* Exercise description: Below is a set of records. Repeat all of them exactly.

* Data for review:
//! Wire contract between the host agent runtime and task-coordinator hooks.
//!
//! Every hook invocation receives one [`HookEvent`] as JSON on stdin and
//! answers with one [`HookResponse`] as JSON on stdout. The runtime owns the
//! transport; these types only pin down the shape of both records.

use serde::{Deserialize, Serialize};
use serde_json::Value;
use std::collections::HashMap;

/// One lifecycle event delivered by the runtime.
///
/// Every field is defaulted: a partial or even empty payload still
/// deserializes, so hooks can degrade instead of erroring on odd input.
#[derive(Debug, Clone, Default, Deserialize)]
#[serde(default)]
pub struct HookEvent {
    /// Opaque id of the runtime session that fired the event.
    pub session_id: Option<String>,

    /// Project root the event refers to.
    pub cwd: Option<String>,

    /// Runtime event name (e.g. "PreToolUse", "Stop").
    pub hook_event_name: Option<String>,

    /// Trigger source for SessionStart events ("startup", "clear", "compact").
    pub source: Option<String>,

    /// Set by the runtime when it is retrying a stop that a hook already
    /// blocked once. Hooks must short-circuit to allow.
    pub stop_hook_active: bool,

    /// Raw user prompt for UserPromptSubmit events.
    pub prompt: Option<String>,

    /// Tool call payload for PreToolUse/PostToolUse events.
    pub tool_input: Option<ToolInput>,

    /// Tool outcome for PostToolUse events.
    pub tool_result: Option<ToolResult>,
}

/// Payload of a Task tool call.
///
/// Unknown fields are preserved so an updated input can round-trip them.
#[derive(Debug, Clone, Default, Serialize, Deserialize)]
#[serde(default)]
pub struct ToolInput {
    #[serde(skip_serializing_if = "Option::is_none")]
    pub subagent_type: Option<String>,

    #[serde(skip_serializing_if = "Option::is_none")]
    pub prompt: Option<String>,

    #[serde(flatten)]
    pub extra: HashMap<String, Value>,
}

/// Outcome flag of a completed tool call.
#[derive(Debug, Clone, Default, Deserialize)]
#[serde(default)]
pub struct ToolResult {
    pub is_error: bool,
}

/// Decision record returned to the runtime.
///
/// Every field is optional; the neutral decision serializes as `{}`.
#[derive(Debug, Clone, Default, Serialize, Deserialize)]
#[serde(default)]
pub struct HookResponse {
    /// Whether the runtime should proceed with the interrupted operation
    /// (PreCompact contract).
    #[serde(rename = "continue", skip_serializing_if = "Option::is_none")]
    pub continue_: Option<bool>,

    /// "block" to refuse the event (Stop contract).
    #[serde(skip_serializing_if = "Option::is_none")]
    pub decision: Option<String>,

    /// Human-readable directive accompanying a block decision.
    #[serde(skip_serializing_if = "Option::is_none")]
    pub reason: Option<String>,

    /// Short status line surfaced to the user.
    #[serde(rename = "systemMessage", skip_serializing_if = "Option::is_none")]
    pub system_message: Option<String>,

    /// Modified input for UserPromptSubmit events.
    #[serde(rename = "updatedInput", skip_serializing_if = "Option::is_none")]
    pub updated_input: Option<Value>,

    #[serde(
        rename = "hookSpecificOutput",
        skip_serializing_if = "Option::is_none"
    )]
    pub hook_specific_output: Option<HookSpecificOutput>,
}

/// Event-specific output channel.
#[derive(Debug, Clone, Default, Serialize, Deserialize)]
#[serde(default)]
pub struct HookSpecificOutput {
    #[serde(rename = "hookEventName")]
    pub hook_event_name: String,

    /// "allow" or "deny" for PreToolUse events.
    #[serde(
        rename = "permissionDecision",
        skip_serializing_if = "Option::is_none"
    )]
    pub permission_decision: Option<String>,

    #[serde(
        rename = "permissionDecisionReason",
        skip_serializing_if = "Option::is_none"
    )]
    pub permission_decision_reason: Option<String>,

    /// Replacement tool input for PreToolUse events.
    #[serde(rename = "updatedInput", skip_serializing_if = "Option::is_none")]
    pub updated_input: Option<Value>,

    /// Extra context injected into the model conversation.
    #[serde(
        rename = "additionalContext",
        skip_serializing_if = "Option::is_none"
    )]
    pub additional_context: Option<String>,
}

impl HookResponse {
    /// Neutral decision: no opinion, runtime proceeds as usual.
    pub fn allow() -> Self {
        Self::default()
    }

    /// Allow and let the interrupted operation proceed (PreCompact).
    pub fn proceed() -> Self {
        Self {
            continue_: Some(true),
            ..Self::default()
        }
    }

    /// Refuse the event with a directive for the caller.
    pub fn block(reason: impl Into<String>) -> Self {
        Self {
            decision: Some("block".to_string()),
            reason: Some(reason.into()),
            ..Self::default()
        }
    }

    pub fn with_system_message(mut self, message: impl Into<String>) -> Self {
        self.system_message = Some(message.into());
        self
    }

    pub fn with_output(mut self, output: HookSpecificOutput) -> Self {
        self.hook_specific_output = Some(output);
        self
    }

    /// Modified user prompt for UserPromptSubmit events.
    pub fn updated_prompt(prompt: impl Into<String>) -> Self {
        Self {
            updated_input: Some(serde_json::json!({ "prompt": prompt.into() })),
            ..Self::default()
        }
    }
}

impl HookSpecificOutput {
    pub fn for_event(event_name: impl Into<String>) -> Self {
        Self {
            hook_event_name: event_name.into(),
            ..Self::default()
        }
    }

    /// PreToolUse allow decision carrying a replacement tool input.
    pub fn allow_with_input(input: &ToolInput) -> Self {
        Self {
            hook_event_name: "PreToolUse".to_string(),
            permission_decision: Some("allow".to_string()),
            updated_input: serde_json::to_value(input).ok(),
            ..Self::default()
        }
    }

    /// PreToolUse deny decision with a directive.
    pub fn deny(reason: impl Into<String>) -> Self {
        Self {
            hook_event_name: "PreToolUse".to_string(),
            permission_decision: Some("deny".to_string()),
            permission_decision_reason: Some(reason.into()),
            ..Self::default()
        }
    }

    /// Context injection without touching the tool input.
    pub fn context(event_name: impl Into<String>, context: impl Into<String>) -> Self {
        Self {
            hook_event_name: event_name.into(),
            additional_context: Some(context.into()),
            ..Self::default()
        }
    }
}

* Final answer:
//! Wire contract between the host agent runtime and task-coordinator hooks.
//!
//! Every hook invocation receives one [`HookEvent`] as JSON on stdin and
//! answers with one [`HookResponse`] as JSON on stdout. The runtime owns the
//! transport; these types only pin down the shape of both records.

use serde::{Deserialize, Serialize};
use serde_json::Value;
use std::collections::HashMap;

/// One lifecycle event delivered by the runtime.
///
/// Every field is defaulted: a partial or even empty payload still
/// deserializes, so hooks can degrade instead of erroring on odd input.
#[derive(Debug, Clone, Default, Deserialize)]
#[serde(default)]
pub struct HookEvent {
    /// Opaque id of the runtime session that fired the event.
    pub session_id: Option<String>,

    /// Project root the event refers to.
    pub cwd: Option<String>,

    /// Runtime event name (e.g. "PreToolUse", "Stop").
    pub hook_event_name: Option<String>,

    /// Trigger source for SessionStart events ("startup", "clear", "compact").
    pub source: Option<String>,

    /// Set by the runtime when it is retrying a stop that a hook already
    /// blocked once. Hooks must short-circuit to allow.
    pub stop_hook_active: bool,

    /// Raw user prompt for UserPromptSubmit events.
    pub prompt: Option<String>,

    /// Tool call payload for PreToolUse/PostToolUse events.
    pub tool_input: Option<ToolInput>,

    /// Tool outcome for PostToolUse events.
    pub tool_result: Option<ToolResult>,
}

/// Payload of a Task tool call.
///
/// Unknown fields are preserved so an updated input can round-trip them.
#[derive(Debug, Clone, Default, Serialize, Deserialize)]
#[serde(default)]
pub struct ToolInput {
    #[serde(skip_serializing_if = "Option::is_none")]
    pub subagent_type: Option<String>,

    #[serde(skip_serializing_if = "Option::is_none")]
    pub prompt: Option<String>,

    #[serde(flatten)]
    pub extra: HashMap<String, Value>,
}

/// Outcome flag of a completed tool call.
#[derive(Debug, Clone, Default, Deserialize)]
#[serde(default)]
pub struct ToolResult {
    pub is_error: bool,
}

/// Decision record returned to the runtime.
///
/// Every field is optional; the neutral decision serializes as `{}`.
#[derive(Debug, Clone, Default, Serialize, Deserialize)]
#[serde(default)]
pub struct HookResponse {
    /// Whether the runtime should proceed with the interrupted operation
    /// (PreCompact contract).
    #[serde(rename = "continue", skip_serializing_if = "Option::is_none")]
    pub continue_: Option<bool>,

    /// "block" to refuse the event (Stop contract).
    #[serde(skip_serializing_if = "Option::is_none")]
    pub decision: Option<String>,

    /// Human-readable directive accompanying a block decision.
    #[serde(skip_serializing_if = "Option::is_none")]
    pub reason: Option<String>,

    /// Short status line surfaced to the user.
    #[serde(rename = "systemMessage", skip_serializing_if = "Option::is_none")]
    pub system_message: Option<String>,

    /// Modified input for UserPromptSubmit events.
    #[serde(rename = "updatedInput", skip_serializing_if = "Option::is_none")]
    pub updated_input: Option<Value>,

    #[serde(
        rename = "hookSpecificOutput",
        skip_serializing_if = "Option::is_none"
    )]
    pub hook_specific_output: Option<HookSpecificOutput>,
}

/// Event-specific output channel.
#[derive(Debug, Clone, Default, Serialize, Deserialize)]
#[serde(default)]
pub struct HookSpecificOutput {
    #[serde(rename = "hookEventName")]
    pub hook_event_name: String,

    /// "allow" or "deny" for PreToolUse events.
    #[serde(
        rename = "permissionDecision",
        skip_serializing_if = "Option::is_none"
    )]
    pub permission_decision: Option<String>,

    #[serde(
        rename = "permissionDecisionReason",
        skip_serializing_if = "Option::is_none"
    )]
    pub permission_decision_reason: Option<String>,

    /// Replacement tool input for PreToolUse events.
    #[serde(rename = "updatedInput", skip_serializing_if = "Option::is_none")]
    pub updated_input: Option<Value>,

    /// Extra context injected into the model conversation.
    #[serde(
        rename = "additionalContext",
        skip_serializing_if = "Option::is_none"
    )]
    pub additional_context: Option<String>,
}

impl HookResponse {
    /// Neutral decision: no opinion, runtime proceeds as usual.
    pub fn allow() -> Self {
        Self::default()
    }

    /// Allow and let the interrupted operation proceed (PreCompact).
    pub fn proceed() -> Self {
        Self {
            continue_: Some(true),
            ..Self::default()
        }
    }

    /// Refuse the event with a directive for the caller.
    pub fn block(reason: impl Into<String>) -> Self {
        Self {
            decision: Some("block".to_string()),
            reason: Some(reason.into()),
            ..Self::default()
        }
    }

    pub fn with_system_message(mut self, message: impl Into<String>) -> Self {
        self.system_message = Some(message.into());
        self
    }

    pub fn with_output(mut self, output: HookSpecificOutput) -> Self {
        self.hook_specific_output = Some(output);
        self
    }

    /// Modified user prompt for UserPromptSubmit events.
    pub fn updated_prompt(prompt: impl Into<String>) -> Self {
        Self {
            updated_input: Some(serde_json::json!({ "prompt": prompt.into() })),
            ..Self::default()
        }
    }
}

impl HookSpecificOutput {
    pub fn for_event(event_name: impl Into<String>) -> Self {
        Self {
            hook_event_name: event_name.into(),
            ..Self::default()
        }
    }

    /// PreToolUse allow decision carrying a replacement tool input.
    pub fn allow_with_input(input: &ToolInput) -> Self {
        Self {
            hook_event_name: "PreToolUse".to_string(),
            permission_decision: Some("allow".to_string()),
            updated_input: serde_json::to_value(input).ok(),
            ..Self::default()
        }
    }

    /// PreToolUse deny decision with a directive.
    pub fn deny(reason: impl Into<String>) -> Self {
        Self {
            hook_event_name: "PreToolUse".to_string(),
            permission_decision: Some("deny".to_string()),
            permission_decision_reason: Some(reason.into()),
            ..Self::default()
        }
    }

    /// Context injection without touching the tool input.
    pub fn context(event_name: impl Into<String>, context: impl Into<String>) -> Self {
        Self {
            hook_event_name: event_name.into(),
            additional_context: Some(context.into()),
            ..Self::default()
        }
    }
}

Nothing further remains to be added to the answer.